All day long the 25-year-old saleswoman in Ho Chi Minh City spins like a top amidst endless meetings and emails and the avalanche of work demands.


When she arrives home she is completely drained and her body begs for rest, but not her mind. “If I close my eyes now, the day will end without me having done a single thing for myself,” she says she thinks.


This compels her to open her laptop. Not to work, but to browse the web aimlessly, finish a movie she started, or simply scroll endlessly through her phone.


But despite evident physiological consequences, she maintains this mandatory ritual.












Staying up late for work or gaming can cause a range of health issues. Illustration photo by Pexels



For Khoi, 31, the moment the bedroom door closes on his children at 9:30 p.m. is the moment he finally breathes a sigh of relief.


But instead of climbing into bed he tiptoes out to the living room and turns on his gaming console. At 1:30 a.m., the TV screen casts a blue glow on Khoi’s tired but satisfied face.


“I know staying up late is harmful,” he says. “But it is the only time of the day I don’t have to serve anyone. I get to live for myself.”


Both Mai and Khoi are examples of the phenomenon known as “Revenge Bedtime Procrastination” (RBP). It describes a behavior of deliberately sacrificing sleep to engage in leisure activities, in an attempt to regain control over time after a day dominated by external factors.

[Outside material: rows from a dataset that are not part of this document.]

//! DNS provider credentials
//!
//! The credentials JSON is stored encrypted; its shape depends on the
//! provider type column next to it.

use serde::{Deserialize, Serialize};
use serde_json::Value;

use super::traits::DnsProviderType;
use crate::errors::DnsError;

/// Alibaba Cloud DNS credentials (RAM user with AliyunDNSFullAccess)
#[derive(Debug, Clone, Serialize, Deserialize)]
pub struct AliyunCredentials {
    pub access_key_id: String,
    pub access_key_secret: String,
    /// Defaults to cn-hangzhou
    #[serde(default, skip_serializing_if = "Option::is_none")]
    pub region_id: Option<String>,
}

/// Cloudflare credentials
///
/// Either a scoped API token (Zone:DNS:Edit) or the legacy global API key
/// together with the account email.
#[derive(Debug, Clone, Serialize, Deserialize)]
pub struct CloudflareCredentials {
    #[serde(default, skip_serializing_if = "Option::is_none")]
    pub api_token: Option<String>,
    #[serde(default, skip_serializing_if = "Option::is_none")]
    pub email: Option<String>,
    #[serde(default, skip_serializing_if = "Option::is_none")]
    pub api_key: Option<String>,
}

/// Huawei Cloud DNS credentials (AK/SK)
#[derive(Debug, Clone, Serialize, Deserialize)]
pub struct HuaweiCredentials {
    pub access_key: String,
    pub secret_key: String,
    /// Defaults to cn-north-4
    #[serde(default, skip_serializing_if = "Option::is_none")]
    pub region: Option<String>,
}

/// AWS credentials for Route53
#[derive(Debug, Clone, Serialize, Deserialize)]
pub struct Route53Credentials {
    pub access_key_id: String,
    pub secret_access_key: String,
    /// Signing region, defaults to us-east-1
    #[serde(default, skip_serializing_if = "Option::is_none")]
    pub region: Option<String>,
}

#[derive(Debug, Clone)]
pub enum ProviderCredentials {
    Aliyun(AliyunCredentials),
    Cloudflare(CloudflareCredentials),
    Huawei(HuaweiCredentials),
    Route53(Route53Credentials),
}

impl ProviderCredentials {
    /// Parses and validates the credentials JSON for `provider_type`.
    pub fn parse(provider_type: DnsProviderType, config: &Value) -> Result<Self, DnsError> {
        let object = config.as_object().ok_or_else(|| {
            DnsError::InvalidCredentials("credentials must be a JSON object".to_string())
        })?;

        for field in provider_type.required_credentials() {
            let present = object
                .get(field)
                .and_then(Value::as_str)
                .map(|v| !v.trim().is_empty())
                .unwrap_or(false);
            if !present {
                return Err(DnsError::InvalidCredentials(format!(
                    "{} credentials require '{}'",
                    provider_type, field
                )));
            }
        }

        let parsed = match provider_type {
            DnsProviderType::Aliyun => {
                ProviderCredentials::Aliyun(serde_json::from_value(config.clone())?)
            }
            DnsProviderType::Cloudflare => {
                let creds: CloudflareCredentials = serde_json::from_value(config.clone())?;
                let has_token = non_empty(&creds.api_token);
                let has_key = non_empty(&creds.email) && non_empty(&creds.api_key);
                if !has_token && !has_key {
                    return Err(DnsError::InvalidCredentials(
                        "cloudflare credentials require either api_token or email + api_key"
                            .to_string(),
                    ));
                }
                ProviderCredentials::Cloudflare(creds)
            }
            DnsProviderType::Huawei => {
                ProviderCredentials::Huawei(serde_json::from_value(config.clone())?)
            }
            DnsProviderType::Route53 => {
                ProviderCredentials::Route53(serde_json::from_value(config.clone())?)
            }
        };
        Ok(parsed)
    }

    pub fn provider_type(&self) -> DnsProviderType {
        match self {
            ProviderCredentials::Aliyun(_) => DnsProviderType::Aliyun,
            ProviderCredentials::Cloudflare(_) => DnsProviderType::Cloudflare,
            ProviderCredentials::Huawei(_) => DnsProviderType::Huawei,
            ProviderCredentials::Route53(_) => DnsProviderType::Route53,
        }
    }
}

fn non_empty(value: &Option<String>) -> bool {
    value.as_deref().map(|v| !v.trim().is_empty()).unwrap_or(false)
}

const SECRET_MARKERS: &[&str] = &["secret", "password", "key", "token", "credential"];

fn is_secret_key(key: &str) -> bool {
    let key = key.to_lowercase();
    SECRET_MARKERS.iter().any(|marker| key.contains(marker))
}

/// Masks secret-like string fields: the first 4 characters followed by `****`.
pub fn mask_config(config: &Value) -> Value {
    let Some(object) = config.as_object() else {
        return config.clone();
    };

    let masked = object
        .iter()
        .map(|(key, value)| {
            let value = match value {
                Value::String(s) if is_secret_key(key) => {
                    let prefix: String = s.chars().take(4).collect();
                    if s.chars().count() > 4 {
                        Value::String(format!("{}****", prefix))
                    } else {
                        Value::String("****".to_string())
                    }
                }
                other => other.clone(),
            };
            (key.clone(), value)
        })
        .collect();
    Value::Object(masked)
}

#[cfg(test)]
mod tests {
    use super::*;
    use serde_json::json;

    #[test]
    fn test_parse_aliyun() {
        let creds = ProviderCredentials::parse(
            DnsProviderType::Aliyun,
            &json!({"access_key_id": "LTAI", "access_key_secret": "s3cret"}),
        )
        .unwrap();
        match creds {
            ProviderCredentials::Aliyun(c) => {
                assert_eq!(c.access_key_id, "LTAI");
                assert!(c.region_id.is_none());
            }
            _ => panic!("expected aliyun credentials"),
        }
    }

    #[test]
    fn test_parse_rejects_missing_secret() {
        let err = ProviderCredentials::parse(
            DnsProviderType::Route53,
            &json!({"access_key_id": "AKIA", "secret_access_key": ""}),
        )
        .unwrap_err();
        assert!(err.to_string().contains("secret_access_key"));
    }

    #[test]
    fn test_parse_cloudflare_alternatives() {
        assert!(ProviderCredentials::parse(
            DnsProviderType::Cloudflare,
            &json!({"api_token": "tok"})
        )
        .is_ok());
        assert!(ProviderCredentials::parse(
            DnsProviderType::Cloudflare,
            &json!({"email": "a@example.com", "api_key": "k"})
        )
        .is_ok());
        assert!(ProviderCredentials::parse(
            DnsProviderType::Cloudflare,
            &json!({"email": "a@example.com"})
        )
        .is_err());
    }

    #[test]
    fn test_parse_rejects_non_object() {
        assert!(matches!(
            ProviderCredentials::parse(DnsProviderType::Huawei, &json!("nope")),
            Err(DnsError::InvalidCredentials(_))
        ));
    }

    #[test]
    fn test_mask_config() {
        let masked = mask_config(&json!({
            "access_key_id": "LTAI5tABCDEF",
            "access_key_secret": "abc",
            "region_id": "cn-hangzhou",
            "api_token": "tokentoken",
        }));
        assert_eq!(masked["access_key_id"], "LTAI****");
        assert_eq!(masked["access_key_secret"], "****");
        assert_eq!(masked["region_id"], "cn-hangzhou");
        assert_eq!(masked["api_token"], "toke****");
    }
}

According to Vuong Nguyen Toan Thien, professional director of the Lumos Counseling and Psychotherapy Center, the core conflict of RBP lies in the subject being fully aware of the harm of staying up late yet pursuing it as a psychological need more urgent than biological necessity.


Although common, RBP is not listed as a mental disorder in WHO’s International Classification of Diseases (ICD-11) or Diagnostic and Statistical Manual of Mental Disorders (DSM-5-TR).


In current medical literature, it is viewed as a behavioral symptom stemming from a lack of self-regulation rather than an independent pathology.


But behavioral studies on students and other young people show an alarming rate, with 40-50% of survey participants indulging in it, mostly due to technology habits and daytime stress levels.


It is particularly acute among the 16-40 age group, including Gen Z and Millennials, generations under immense pressure for performance and constant social connection.


A study published in the International Journal of Environmental Research and Public Health indicated that those with low self-control at the end of the day are prone to the trap of sleep procrastination, especially when they feel their daytime did not “belong to them.”


For teenagers, this motivation stems from busy academic schedules; for adults like Khôi, it is a reaction to the double burden of work and family.


RBP creates a paradox where the effort to find comfort leads to chronic stress as cutting sleep for entertainment creates a negative feedback loop.


Sleep deprivation impairs the functions of the frontal lobe, the brain region responsible for decision-making and behavior control, making the ability to resist temptation even weaker the next night.


The result is a comprehensive decline in everything from the physical (reduced immunity, fatigue) to the cognitive (difficulty concentrating, emotional dysregulation), pushing the sufferer into low productivity and continued loss of time control during the day.


Thien emphasizes that because RBP is a behavioral issue, the solution does not lie in medical intervention with drugs but requires a restructuring of cognition and lifestyle.


The key to breaking this vicious cycle is addressing the root need for “autonomy,” he says. Instead of cramming leisure needs into the late hours of the night, experts recommend establishing hard boundaries for personal time during the day.


This includes proactively scheduling short breaks, practicing “sleep hygiene” by isolating electronic devices 30 minutes before bed, and, most importantly, accepting the need to refuse after-hours work requests, Thien says.


Only when the need to control one’s life is satisfied in a healthy way during the day can people let go of the toxic “revenge” at night, he adds.